Il fondo Gentile era un punto strategico per attività illegali. Ed esse furono possibili grazie alla decisiva mediazione di un membro dell’elitè, cioè Palizzolo. Egli si comportava come un fiduciario dei mafiosi, una sorta di elemento di connessione tra le cosche e la grande campagna latifondistica.

I gruppi mafiosi della parte a est dell’hinterland palermitano si caratterizzavano per la realizzazione di delitti comuni (rapine e sequestri), l’ interessamento per la politica locale ed una forte elasticità tra cosca a cosca, differenza sostanziale rispetto all’organizzazione federativa presente nel versante occidentale e delineata dal questore Sangiorgi. Ovviamente la violenza emergeva come tratto peculiare. Essa era in grado di fungere da elemento di deterrenza terroristica e da strumento di regolamentazione dei conflitti interni ed esterni.

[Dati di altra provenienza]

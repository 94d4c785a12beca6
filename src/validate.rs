//! Syntax check of candidate configurations before they become active

use std::path::{Path, PathBuf};
use std::time::Duration;
use tokio::sync::watch;
use tracing::{debug, warn};
use uuid::Uuid;

use crate::config::NginxConfig;
use crate::error::{CommandError, ValidationError};
use crate::process::{run_bounded, CommandTemplate};
use crate::render::{Fingerprint, RenderedConfig};

/// A candidate that passed the syntax check. The staged file is removed
/// when this handle is dropped.
#[derive(Debug)]
pub struct StagedConfig {
    path: PathBuf,
    fingerprint: Fingerprint,
}

impl StagedConfig {
    pub fn path(&self) -> &Path {
        &self.path
    }
}

impl Drop for StagedConfig {
    fn drop(&mut self) {
        if let Err(e) = std::fs::remove_file(&self.path) {
            if e.kind() != std::io::ErrorKind::NotFound {
                warn!(path = %self.path.display(), error = %e, "Failed to remove staged config");
            }
        }
    }
}

pub struct Validator {
    template: CommandTemplate,
    staging_dir: PathBuf,
    timeout: Duration,
}

impl Validator {
    pub fn new(config: &NginxConfig) -> Result<Self, CommandError> {
        Ok(Self {
            template: CommandTemplate::parse(&config.test_command)?,
            staging_dir: config.staging_dir(),
            timeout: config.validate_timeout(),
        })
    }

    /// Write the candidate to a unique staging path and run nginx's check
    /// mode against it. Never touches the active configuration, so it is safe
    /// to call while a reload is in progress.
    pub async fn validate(
        &self,
        rendered: &RenderedConfig,
        cancel: &mut watch::Receiver<bool>,
    ) -> Result<StagedConfig, ValidationError> {
        tokio::fs::create_dir_all(&self.staging_dir)
            .await
            .map_err(ValidationError::Staging)?;

        // The guard exists before the first byte is written, so a failed
        // write or a dropped future still removes the file
        let staged = StagedConfig {
            path: self.staging_dir.join(format!(
                "candidate-{}-{}.conf",
                rendered.fingerprint.short(),
                Uuid::new_v4().simple()
            )),
            fingerprint: rendered.fingerprint.clone(),
        };
        tokio::fs::write(&staged.path, rendered.text.as_bytes())
            .await
            .map_err(ValidationError::Staging)?;

        let output = run_bounded(
            self.template.command(&staged.path),
            self.template.program(),
            self.timeout,
            cancel,
        )
        .await?;

        if !output.success() {
            let diagnostics = output.diagnostics();
            debug!(fingerprint = %staged.fingerprint.short(), %diagnostics, "Candidate rejected");
            return Err(ValidationError::Rejected { diagnostics });
        }

        debug!(
            fingerprint = %staged.fingerprint.short(),
            path = %staged.path.display(),
            "Candidate passed syntax check"
        );
        Ok(staged)
    }
}

#[cfg(all(test, unix))]
mod tests {
    use super::*;
    use crate::config::RenderOptions;
    use crate::process::never_cancel;
    use crate::render::render;
    use crate::store::Snapshot;

    const CHECK_SCRIPT: &str = r#"#!/bin/sh
if grep -q reject-me "$1"; then
    echo "nginx: [emerg] unknown directive \"reject-me\" in $1:3" >&2
    exit 1
fi
echo "nginx: configuration file $1 test is successful" >&2
exit 0
"#;

    fn validator(dir: &Path) -> Validator {
        let script = dir.join("check.sh");
        std::fs::write(&script, CHECK_SCRIPT).unwrap();

        let config = NginxConfig {
            config_path: dir.join("nginx.conf").to_string_lossy().into_owned(),
            staging_dir: Some(dir.join("staging").to_string_lossy().into_owned()),
            test_command: format!("/bin/sh {} {{config}}", script.display()),
            ..Default::default()
        };
        Validator::new(&config).unwrap()
    }

    fn candidate() -> RenderedConfig {
        render(&Snapshot::default(), &RenderOptions::default()).unwrap()
    }

    fn staged_files(dir: &Path) -> usize {
        std::fs::read_dir(dir.join("staging"))
            .map(|entries| entries.count())
            .unwrap_or(0)
    }

    #[tokio::test]
    async fn test_valid_candidate_is_staged() {
        let dir = tempfile::tempdir().unwrap();
        let validator = validator(dir.path());
        let rendered = candidate();

        let staged = validator.validate(&rendered, &mut never_cancel()).await.unwrap();
        assert_eq!(std::fs::read_to_string(staged.path()).unwrap(), rendered.text);

        let name = staged.path().file_name().unwrap().to_string_lossy().into_owned();
        assert!(name.starts_with(&format!("candidate-{}-", rendered.fingerprint.short())));

        drop(staged);
        assert_eq!(staged_files(dir.path()), 0);
        assert!(!dir.path().join("nginx.conf").exists());
    }

    #[tokio::test]
    async fn test_rejected_candidate_carries_diagnostics() {
        let dir = tempfile::tempdir().unwrap();
        let validator = validator(dir.path());
        let mut rendered = candidate();
        rendered.text.push_str("reject-me;\n");

        match validator.validate(&rendered, &mut never_cancel()).await {
            Err(ValidationError::Rejected { diagnostics }) => {
                assert!(diagnostics.contains("unknown directive \"reject-me\""), "{}", diagnostics);
            }
            other => panic!("unexpected result {:?}", other),
        }
        assert_eq!(staged_files(dir.path()), 0);
    }

    #[tokio::test]
    async fn test_concurrent_validations_use_distinct_paths() {
        let dir = tempfile::tempdir().unwrap();
        let validator = validator(dir.path());
        let rendered = candidate();

        let mut cancel_a = never_cancel();
        let mut cancel_b = never_cancel();
        let (a, b) = tokio::join!(
            validator.validate(&rendered, &mut cancel_a),
            validator.validate(&rendered, &mut cancel_b)
        );
        let (a, b) = (a.unwrap(), b.unwrap());
        assert_ne!(a.path(), b.path());
        assert_eq!(staged_files(dir.path()), 2);
    }

    #[tokio::test]
    async fn test_abandoned_validation_leaves_no_staged_file() {
        let dir = tempfile::tempdir().unwrap();
        let config = NginxConfig {
            staging_dir: Some(dir.path().join("staging").to_string_lossy().into_owned()),
            test_command: "sh -c 'sleep 5' {config}".to_string(),
            ..Default::default()
        };
        let validator = Validator::new(&config).unwrap();

        let mut cancel = never_cancel();
        let abandoned = tokio::time::timeout(
            Duration::from_millis(200),
            validator.validate(&candidate(), &mut cancel),
        )
        .await;
        assert!(abandoned.is_err());
        assert_eq!(staged_files(dir.path()), 0);
    }

    #[tokio::test]
    async fn test_check_timeout() {
        let dir = tempfile::tempdir().unwrap();
        let config = NginxConfig {
            staging_dir: Some(dir.path().to_string_lossy().into_owned()),
            test_command: "sh -c 'sleep 5' {config}".to_string(),
            validate_timeout_secs: 1,
            ..Default::default()
        };
        let validator = Validator::new(&config).unwrap();

        let err = validator
            .validate(&candidate(), &mut never_cancel())
            .await
            .unwrap_err();
        assert!(matches!(
            err,
            ValidationError::Command(CommandError::Timeout { .. })
        ));
    }
}
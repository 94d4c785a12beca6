//! HTTP API for entity management and nginx control
//!
//! Every route lives under `/api/v1`. Successful responses use the
//! `{"success": true, "data": ...}` envelope; failures carry an
//! [`ErrorResponse`](crate::error::ErrorResponse) body with a stable code.
//!
//! Mutations only enqueue an apply intent after the store has committed, so
//! the renderer never observes a write that was rolled back.

use anyhow::Result;
use http_body_util::{BodyExt, Full};
use hyper::body::Bytes;
use hyper::header::{
    HeaderMap, HeaderValue, ACCESS_CONTROL_ALLOW_HEADERS, ACCESS_CONTROL_ALLOW_METHODS,
    ACCESS_CONTROL_ALLOW_ORIGIN, ACCESS_CONTROL_MAX_AGE, CONTENT_TYPE,
};
use hyper::service::service_fn;
use hyper::{Method, Request, Response, StatusCode};
use hyper_util::rt::{TokioExecutor, TokioIo};
use hyper_util::server::conn::auto::Builder as AutoBuilder;
use serde::Serialize;
use std::net::SocketAddr;
use std::sync::Arc;
use tokio::io::{AsyncRead, AsyncWrite};
use tokio::net::TcpListener;
use tokio::sync::watch;
use tracing::{debug, error, info, warn};

use crate::apply::{ApplyCoordinator, ApplyIntent, FailureKind};
use crate::error::{json_error_response, ApiErrorCode, StoreError};
use crate::model::{
    CertificateDraft, Entity, EntityDraft, EntityId, EntityKind, ProxyHostDraft, UpstreamDraft,
    UpstreamServer, UpstreamServerDraft,
};
use crate::queue::ChangeQueue;
use crate::store::EntityStore;

const API_PREFIX: &str = "/api/v1";

const CORS_ALLOW_METHODS: &str = "GET, POST, PUT, DELETE, OPTIONS";
const CORS_ALLOW_HEADERS: &str = "Content-Type, Authorization";

/// Success envelope
#[derive(Debug, Serialize)]
pub struct ApiResponse<T: Serialize> {
    pub success: bool,
    pub data: T,
}

impl<T: Serialize> ApiResponse<T> {
    pub fn ok(data: T) -> Self {
        Self {
            success: true,
            data,
        }
    }
}

pub struct ApiServer {
    store: Arc<dyn EntityStore>,
    coordinator: Arc<ApplyCoordinator>,
    queue: Arc<ChangeQueue>,
    shutdown_rx: watch::Receiver<bool>,
}
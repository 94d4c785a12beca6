//! Shared harness for the integration tests: a scripted stand-in for the
//! nginx binary plus a stub_status endpoint.

#![allow(dead_code)]

use std::net::SocketAddr;
use std::path::{Path, PathBuf};
use std::sync::Arc;
use std::time::Duration;

use balancer_studio::apply::ApplyCoordinator;
use balancer_studio::config::{NginxConfig, RenderOptions};
use balancer_studio::db::Database;
use balancer_studio::model::{
    EntityDraft, EntityId, ProxyHostDraft, UpstreamDraft, UpstreamServerDraft,
};
use balancer_studio::process::ProcessController;
use balancer_studio::queue::ChangeQueue;
use balancer_studio::store::EntityStore;
use balancer_studio::validate::Validator;
use tempfile::TempDir;
use tokio::io::{AsyncReadExt, AsyncWriteExt};
use tokio::net::TcpListener;
use tokio::sync::watch;
use tokio::task::JoinHandle;

/// Behaves like `nginx -t -q -c FILE` and `nginx -s reload`.
///
/// The check rejects any file mentioning `reject-me`. Reloads are logged to
/// `reload.log` as start/end pairs; `fail_reloads` holds a count of reloads
/// to fail and `slow_reload` makes each reload take 300ms.
const FAKE_NGINX: &str = r#"#!/bin/sh
dir="$(dirname "$0")"
case "$1" in
  -t)
    file="$4"
    if grep -q reject-me "$file"; then
      echo "nginx: [emerg] unknown directive \"reject-me\" in $file:1" >&2
      exit 1
    fi
    exit 0
    ;;
  -s)
    echo "start" >> "$dir/reload.log"
    if [ -f "$dir/slow_reload" ]; then
      sleep 0.3
    fi
    if [ -f "$dir/fail_reloads" ]; then
      n=$(cat "$dir/fail_reloads")
      if [ "$n" -gt 0 ]; then
        echo $((n - 1)) > "$dir/fail_reloads"
        echo "end" >> "$dir/reload.log"
        echo "nginx: [emerg] bind() to 0.0.0.0:443 failed (98: Address in use)" >&2
        exit 1
      fi
    fi
    echo "end" >> "$dir/reload.log"
    exit 0
    ;;
esac
echo "unsupported arguments: $*" >&2
exit 2
"#;

const STUB_STATUS: &str = "Active connections: 3 \nserver accepts handled requests\n 10 10 42 \nReading: 0 Writing: 1 Waiting: 2 \n";

pub struct FakeNginx {
    dir: TempDir,
    script: PathBuf,
    status_addr: SocketAddr,
}

impl FakeNginx {
    pub async fn start() -> Self {
        let dir = tempfile::tempdir().unwrap();
        let script = dir.path().join("nginx.sh");
        std::fs::write(&script, FAKE_NGINX).unwrap();

        // The test process stands in for the nginx master
        std::fs::write(dir.path().join("nginx.pid"), std::process::id().to_string()).unwrap();

        let status_addr = start_status_server().await;

        Self {
            dir,
            script,
            status_addr,
        }
    }

    pub fn path(&self) -> &Path {
        self.dir.path()
    }

    pub fn config_path(&self) -> PathBuf {
        self.dir.path().join("nginx.conf")
    }

    pub fn nginx_config(&self) -> NginxConfig {
        NginxConfig {
            config_path: self.config_path().to_string_lossy().into_owned(),
            staging_dir: Some(self.dir.path().join("staging").to_string_lossy().into_owned()),
            test_command: format!("/bin/sh {} -t -q -c {{config}}", self.script.display()),
            reload_command: format!("/bin/sh {} -s reload", self.script.display()),
            pid_file: Some(self.dir.path().join("nginx.pid").to_string_lossy().into_owned()),
            status_url: Some(format!("http://{}/nginx_status", self.status_addr)),
            validate_timeout_secs: 5,
            reload_timeout_secs: 3,
            ack_poll_interval_ms: 20,
        }
    }

    pub fn fail_next_reloads(&self, count: u32) {
        std::fs::write(self.dir.path().join("fail_reloads"), count.to_string()).unwrap();
    }

    pub fn slow_reloads(&self) {
        std::fs::write(self.dir.path().join("slow_reload"), "").unwrap();
    }

    /// Lines of the reload log, "start" and "end" per reload
    pub fn reload_log(&self) -> Vec<String> {
        std::fs::read_to_string(self.dir.path().join("reload.log"))
            .map(|s| s.lines().map(str::to_string).collect())
            .unwrap_or_default()
    }

    pub fn reload_count(&self) -> usize {
        self.reload_log().iter().filter(|l| *l == "start").count()
    }
}

async fn start_status_server() -> SocketAddr {
    let listener = TcpListener::bind("127.0.0.1:0").await.unwrap();
    let addr = listener.local_addr().unwrap();

    tokio::spawn(async move {
        loop {
            match listener.accept().await {
                Ok((mut socket, _)) => {
                    tokio::spawn(async move {
                        let mut buf = [0u8; 1024];
                        let _ = socket.read(&mut buf).await;
                        let response = format!(
                            "HTTP/1.1 200 OK\r\nContent-Type: text/plain\r\nContent-Length: {}\r\nConnection: close\r\n\r\n{}",
                            STUB_STATUS.len(),
                            STUB_STATUS
                        );
                        let _ = socket.write_all(response.as_bytes()).await;
                        let _ = socket.shutdown().await;
                    });
                }
                Err(_) => break,
            }
        }
    });

    addr
}

/// The full apply pipeline wired to a fake nginx and an in-memory store
pub struct Studio {
    pub db: Arc<Database>,
    pub coordinator: Arc<ApplyCoordinator>,
    pub queue: Arc<ChangeQueue>,
    shutdown_tx: watch::Sender<bool>,
    worker: Option<JoinHandle<()>>,
}

impl Studio {
    pub fn new(nginx: &FakeNginx, debounce: Duration) -> Self {
        let db = Arc::new(Database::open_in_memory().unwrap());
        let config = nginx.nginx_config();
        let coordinator = ApplyCoordinator::new(
            db.clone(),
            Validator::new(&config).unwrap(),
            ProcessController::new(&config).unwrap(),
            RenderOptions::default(),
            config.config_path(),
        );
        let queue = ChangeQueue::new(coordinator.clone(), debounce);
        let (shutdown_tx, _) = watch::channel(false);

        Self {
            db,
            coordinator,
            queue,
            shutdown_tx,
            worker: None,
        }
    }

    pub fn shutdown_rx(&self) -> watch::Receiver<bool> {
        self.shutdown_tx.subscribe()
    }

    /// Spawn the queue worker
    pub fn start_worker(&mut self) {
        let queue = self.queue.clone();
        self.worker = Some(tokio::spawn(queue.run(self.shutdown_rx())));
    }

    pub async fn shutdown(mut self) {
        let _ = self.shutdown_tx.send(true);
        if let Some(worker) = self.worker.take() {
            let _ = tokio::time::timeout(Duration::from_secs(5), worker).await;
        }
    }

    pub fn add_upstream(&self, name: &str, servers: &[(&str, u16)]) -> EntityId {
        let servers = servers
            .iter()
            .map(|(host, port)| UpstreamServerDraft {
                host: host.to_string(),
                port: *port,
                weight: 1,
                max_fails: 3,
                status: Default::default(),
            })
            .collect();
        self.db
            .create(EntityDraft::Upstream(UpstreamDraft {
                name: name.to_string(),
                algorithm: Default::default(),
                description: String::new(),
                servers: Some(servers),
            }))
            .unwrap()
            .value
            .id()
    }

    pub fn add_host(&self, domain: &str, port: u16) -> EntityId {
        self.db
            .create(EntityDraft::ProxyHost(host_draft(domain, port)))
            .unwrap()
            .value
            .id()
    }
}

pub fn host_draft(domain: &str, port: u16) -> ProxyHostDraft {
    ProxyHostDraft {
        domain_names: vec![domain.to_string()],
        forward_host: "10.0.0.5".to_string(),
        forward_port: port,
        ssl_enabled: false,
        certificate_id: None,
        enabled: true,
    }
}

A Villabate, secondo le voci che correvano all’epoca, il problema della spartizione del denaro elargito per l’assassinio di Notarbartolo, avrebbe provocato uno scontro tra alcuni membri della “società” e Filippello, che venne gravemente ferito in un attentato (giugno 1896). All’Assise di Bologna, Il delegato di Pubblica Sicurezza Garipa affermò, al riguardo: “Credo che volessero ammazzare il Filippello perché forse era stato retribuito di più”208.